▶ [BRIEF] In the entries below, the lines from the one with "type Target = Payload;" through the one with "fn hash<H: Hasher>(&self, state: &mut" are to be copied exactly; both ends count.

** Opening ENTRIES PROVIDED block **

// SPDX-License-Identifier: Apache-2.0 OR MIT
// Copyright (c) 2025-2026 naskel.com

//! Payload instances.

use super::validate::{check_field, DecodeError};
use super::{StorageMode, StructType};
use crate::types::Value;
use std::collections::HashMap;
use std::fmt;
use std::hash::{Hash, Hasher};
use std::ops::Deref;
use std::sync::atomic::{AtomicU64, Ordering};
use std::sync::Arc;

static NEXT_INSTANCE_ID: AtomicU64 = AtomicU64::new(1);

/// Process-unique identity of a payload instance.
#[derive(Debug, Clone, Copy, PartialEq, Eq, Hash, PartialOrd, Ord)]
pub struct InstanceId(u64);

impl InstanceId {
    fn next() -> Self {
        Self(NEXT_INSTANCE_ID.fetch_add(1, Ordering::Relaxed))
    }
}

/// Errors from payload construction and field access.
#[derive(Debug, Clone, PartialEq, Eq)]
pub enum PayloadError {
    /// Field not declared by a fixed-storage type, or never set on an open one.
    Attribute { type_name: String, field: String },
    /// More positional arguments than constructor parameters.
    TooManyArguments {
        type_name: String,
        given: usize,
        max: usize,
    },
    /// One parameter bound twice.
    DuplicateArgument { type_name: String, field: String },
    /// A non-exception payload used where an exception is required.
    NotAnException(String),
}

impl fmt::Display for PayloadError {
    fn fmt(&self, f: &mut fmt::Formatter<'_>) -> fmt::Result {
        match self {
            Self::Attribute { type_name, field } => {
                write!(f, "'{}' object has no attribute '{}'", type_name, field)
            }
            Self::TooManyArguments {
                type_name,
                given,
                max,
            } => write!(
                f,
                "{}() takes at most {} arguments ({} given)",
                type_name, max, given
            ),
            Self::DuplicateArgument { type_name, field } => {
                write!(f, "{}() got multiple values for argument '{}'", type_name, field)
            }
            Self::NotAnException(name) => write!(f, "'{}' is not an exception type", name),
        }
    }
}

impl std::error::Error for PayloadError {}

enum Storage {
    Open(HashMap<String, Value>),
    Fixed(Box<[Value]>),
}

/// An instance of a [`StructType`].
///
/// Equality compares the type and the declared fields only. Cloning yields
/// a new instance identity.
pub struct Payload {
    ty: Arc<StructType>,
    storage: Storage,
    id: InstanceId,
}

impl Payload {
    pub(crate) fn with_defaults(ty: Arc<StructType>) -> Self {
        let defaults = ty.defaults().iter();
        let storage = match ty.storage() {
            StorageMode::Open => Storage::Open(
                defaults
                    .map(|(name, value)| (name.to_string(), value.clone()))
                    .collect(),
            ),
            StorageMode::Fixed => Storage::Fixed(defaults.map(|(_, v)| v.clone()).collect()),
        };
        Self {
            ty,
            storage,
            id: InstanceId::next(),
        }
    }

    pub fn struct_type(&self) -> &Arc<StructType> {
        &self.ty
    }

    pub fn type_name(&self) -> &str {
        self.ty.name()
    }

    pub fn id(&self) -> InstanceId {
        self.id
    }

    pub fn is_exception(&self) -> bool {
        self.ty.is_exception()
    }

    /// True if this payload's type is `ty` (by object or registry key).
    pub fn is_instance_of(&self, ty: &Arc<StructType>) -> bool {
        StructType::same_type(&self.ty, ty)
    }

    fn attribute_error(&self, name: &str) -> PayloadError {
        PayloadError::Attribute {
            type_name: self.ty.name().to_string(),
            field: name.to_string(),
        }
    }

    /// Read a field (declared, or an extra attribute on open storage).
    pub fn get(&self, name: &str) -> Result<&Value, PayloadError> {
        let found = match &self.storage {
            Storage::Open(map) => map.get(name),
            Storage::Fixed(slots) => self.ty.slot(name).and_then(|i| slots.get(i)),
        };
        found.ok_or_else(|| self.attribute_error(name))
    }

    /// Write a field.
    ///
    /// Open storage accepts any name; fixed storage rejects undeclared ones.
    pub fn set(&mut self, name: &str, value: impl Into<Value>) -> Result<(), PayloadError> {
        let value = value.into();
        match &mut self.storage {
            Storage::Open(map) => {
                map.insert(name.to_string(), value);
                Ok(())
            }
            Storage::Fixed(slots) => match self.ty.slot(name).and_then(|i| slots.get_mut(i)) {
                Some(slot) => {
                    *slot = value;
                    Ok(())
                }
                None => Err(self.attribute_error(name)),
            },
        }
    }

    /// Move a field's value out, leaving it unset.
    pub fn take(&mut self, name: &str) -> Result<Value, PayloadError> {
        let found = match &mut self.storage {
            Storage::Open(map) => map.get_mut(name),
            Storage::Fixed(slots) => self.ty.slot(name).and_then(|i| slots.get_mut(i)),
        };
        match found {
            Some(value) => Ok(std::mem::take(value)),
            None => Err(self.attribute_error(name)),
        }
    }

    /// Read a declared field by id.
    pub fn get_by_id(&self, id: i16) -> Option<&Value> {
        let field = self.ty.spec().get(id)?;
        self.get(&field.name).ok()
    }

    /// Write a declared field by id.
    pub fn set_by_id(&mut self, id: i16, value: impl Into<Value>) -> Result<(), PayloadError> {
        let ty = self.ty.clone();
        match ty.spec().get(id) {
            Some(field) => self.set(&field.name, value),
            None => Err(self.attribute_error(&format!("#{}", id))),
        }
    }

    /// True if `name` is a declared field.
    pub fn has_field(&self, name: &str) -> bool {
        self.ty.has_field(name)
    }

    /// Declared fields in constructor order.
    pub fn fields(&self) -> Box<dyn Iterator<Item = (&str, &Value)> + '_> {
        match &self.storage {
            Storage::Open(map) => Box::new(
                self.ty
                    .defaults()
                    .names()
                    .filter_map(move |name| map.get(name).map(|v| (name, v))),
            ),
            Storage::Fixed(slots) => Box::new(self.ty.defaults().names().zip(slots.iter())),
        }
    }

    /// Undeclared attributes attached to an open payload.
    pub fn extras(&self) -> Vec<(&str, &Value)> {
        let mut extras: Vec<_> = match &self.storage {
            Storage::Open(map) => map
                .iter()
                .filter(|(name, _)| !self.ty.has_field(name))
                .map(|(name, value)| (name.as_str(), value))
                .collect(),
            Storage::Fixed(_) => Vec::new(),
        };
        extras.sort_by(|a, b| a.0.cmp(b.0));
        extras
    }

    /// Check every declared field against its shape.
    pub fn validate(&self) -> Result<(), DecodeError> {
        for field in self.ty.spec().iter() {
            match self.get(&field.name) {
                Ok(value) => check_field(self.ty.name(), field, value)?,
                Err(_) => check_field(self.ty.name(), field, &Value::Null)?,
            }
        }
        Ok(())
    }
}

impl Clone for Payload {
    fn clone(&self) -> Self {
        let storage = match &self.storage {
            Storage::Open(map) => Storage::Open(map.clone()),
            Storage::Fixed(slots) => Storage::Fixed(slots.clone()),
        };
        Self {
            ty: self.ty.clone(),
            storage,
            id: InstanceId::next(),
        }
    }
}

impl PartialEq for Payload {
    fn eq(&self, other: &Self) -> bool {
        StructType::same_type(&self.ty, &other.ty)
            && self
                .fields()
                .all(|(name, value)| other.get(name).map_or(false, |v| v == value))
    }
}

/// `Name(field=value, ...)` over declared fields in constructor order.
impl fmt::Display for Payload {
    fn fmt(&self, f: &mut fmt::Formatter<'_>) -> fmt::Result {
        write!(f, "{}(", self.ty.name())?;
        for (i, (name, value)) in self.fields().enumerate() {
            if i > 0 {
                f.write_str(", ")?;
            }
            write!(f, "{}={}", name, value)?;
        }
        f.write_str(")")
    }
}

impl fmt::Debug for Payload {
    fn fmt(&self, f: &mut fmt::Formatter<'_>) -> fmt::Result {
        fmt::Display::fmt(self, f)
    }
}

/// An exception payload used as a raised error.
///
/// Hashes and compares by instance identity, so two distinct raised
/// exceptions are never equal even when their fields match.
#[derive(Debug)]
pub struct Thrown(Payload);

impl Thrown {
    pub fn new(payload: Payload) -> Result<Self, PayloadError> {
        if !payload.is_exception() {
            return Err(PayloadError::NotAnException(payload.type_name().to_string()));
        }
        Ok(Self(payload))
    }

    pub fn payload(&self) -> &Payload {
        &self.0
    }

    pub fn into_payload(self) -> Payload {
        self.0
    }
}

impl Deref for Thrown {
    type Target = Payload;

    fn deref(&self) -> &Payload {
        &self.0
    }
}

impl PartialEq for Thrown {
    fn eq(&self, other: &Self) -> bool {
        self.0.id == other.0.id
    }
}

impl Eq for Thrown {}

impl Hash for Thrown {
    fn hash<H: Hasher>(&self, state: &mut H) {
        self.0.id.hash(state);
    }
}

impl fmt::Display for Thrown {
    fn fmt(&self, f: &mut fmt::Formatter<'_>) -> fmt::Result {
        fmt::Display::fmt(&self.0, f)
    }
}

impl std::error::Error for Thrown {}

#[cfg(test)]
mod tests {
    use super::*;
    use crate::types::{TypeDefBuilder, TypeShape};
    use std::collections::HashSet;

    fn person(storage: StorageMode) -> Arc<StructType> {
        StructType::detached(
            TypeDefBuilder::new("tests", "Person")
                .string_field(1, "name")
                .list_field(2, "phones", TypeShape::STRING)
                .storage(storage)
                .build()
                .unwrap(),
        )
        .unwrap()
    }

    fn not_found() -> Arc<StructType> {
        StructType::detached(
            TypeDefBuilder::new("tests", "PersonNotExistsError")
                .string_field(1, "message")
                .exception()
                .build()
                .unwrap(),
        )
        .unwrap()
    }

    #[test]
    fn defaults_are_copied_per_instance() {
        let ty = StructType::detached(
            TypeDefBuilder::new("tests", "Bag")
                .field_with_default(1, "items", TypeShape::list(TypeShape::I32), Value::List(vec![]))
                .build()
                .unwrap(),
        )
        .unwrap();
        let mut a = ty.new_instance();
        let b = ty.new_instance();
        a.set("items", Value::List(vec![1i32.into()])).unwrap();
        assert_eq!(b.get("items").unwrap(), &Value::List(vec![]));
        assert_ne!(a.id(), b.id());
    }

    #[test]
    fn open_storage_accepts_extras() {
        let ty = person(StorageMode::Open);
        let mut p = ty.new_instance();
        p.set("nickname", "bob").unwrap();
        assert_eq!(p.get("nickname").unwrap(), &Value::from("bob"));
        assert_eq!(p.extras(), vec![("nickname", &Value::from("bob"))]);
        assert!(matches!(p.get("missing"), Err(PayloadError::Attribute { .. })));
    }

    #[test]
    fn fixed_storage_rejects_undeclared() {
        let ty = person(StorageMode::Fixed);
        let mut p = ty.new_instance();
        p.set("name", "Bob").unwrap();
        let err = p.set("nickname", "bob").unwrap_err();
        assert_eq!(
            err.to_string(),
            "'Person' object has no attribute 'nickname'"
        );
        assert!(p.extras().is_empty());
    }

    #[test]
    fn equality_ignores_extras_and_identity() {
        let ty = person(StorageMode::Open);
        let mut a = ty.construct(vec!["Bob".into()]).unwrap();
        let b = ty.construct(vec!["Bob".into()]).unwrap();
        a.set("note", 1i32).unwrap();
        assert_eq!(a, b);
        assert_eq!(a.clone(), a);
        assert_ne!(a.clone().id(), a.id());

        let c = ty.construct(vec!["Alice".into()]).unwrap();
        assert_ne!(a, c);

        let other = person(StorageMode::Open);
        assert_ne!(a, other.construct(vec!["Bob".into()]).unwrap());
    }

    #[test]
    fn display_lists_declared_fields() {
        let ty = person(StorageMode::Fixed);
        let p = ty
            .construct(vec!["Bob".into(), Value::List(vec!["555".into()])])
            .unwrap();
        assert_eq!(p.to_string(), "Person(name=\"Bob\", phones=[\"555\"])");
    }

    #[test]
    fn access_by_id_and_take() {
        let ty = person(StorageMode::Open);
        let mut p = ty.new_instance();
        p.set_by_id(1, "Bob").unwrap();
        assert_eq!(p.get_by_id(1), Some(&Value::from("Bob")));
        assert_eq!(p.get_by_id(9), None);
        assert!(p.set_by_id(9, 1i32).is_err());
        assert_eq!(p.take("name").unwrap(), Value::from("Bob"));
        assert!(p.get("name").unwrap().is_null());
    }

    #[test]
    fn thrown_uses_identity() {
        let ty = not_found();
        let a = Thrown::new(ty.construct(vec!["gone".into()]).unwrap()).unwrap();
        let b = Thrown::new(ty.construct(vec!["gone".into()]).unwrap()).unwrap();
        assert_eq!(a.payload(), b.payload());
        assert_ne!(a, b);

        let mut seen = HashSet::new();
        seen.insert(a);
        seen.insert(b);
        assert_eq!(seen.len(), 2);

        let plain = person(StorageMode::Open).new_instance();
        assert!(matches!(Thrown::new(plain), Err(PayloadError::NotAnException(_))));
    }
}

** Closing ENTRIES PROVIDED block **

▶ [ANSWER BELOW]
    type Target = Payload;

    fn deref(&self) -> &Payload {
        &self.0
    }
}

impl PartialEq for Thrown {
    fn eq(&self, other: &Self) -> bool {
        self.0.id == other.0.id
    }
}

impl Eq for Thrown {}

impl Hash for Thrown {
    fn hash<H: Hasher>(&self, state: &mut H) {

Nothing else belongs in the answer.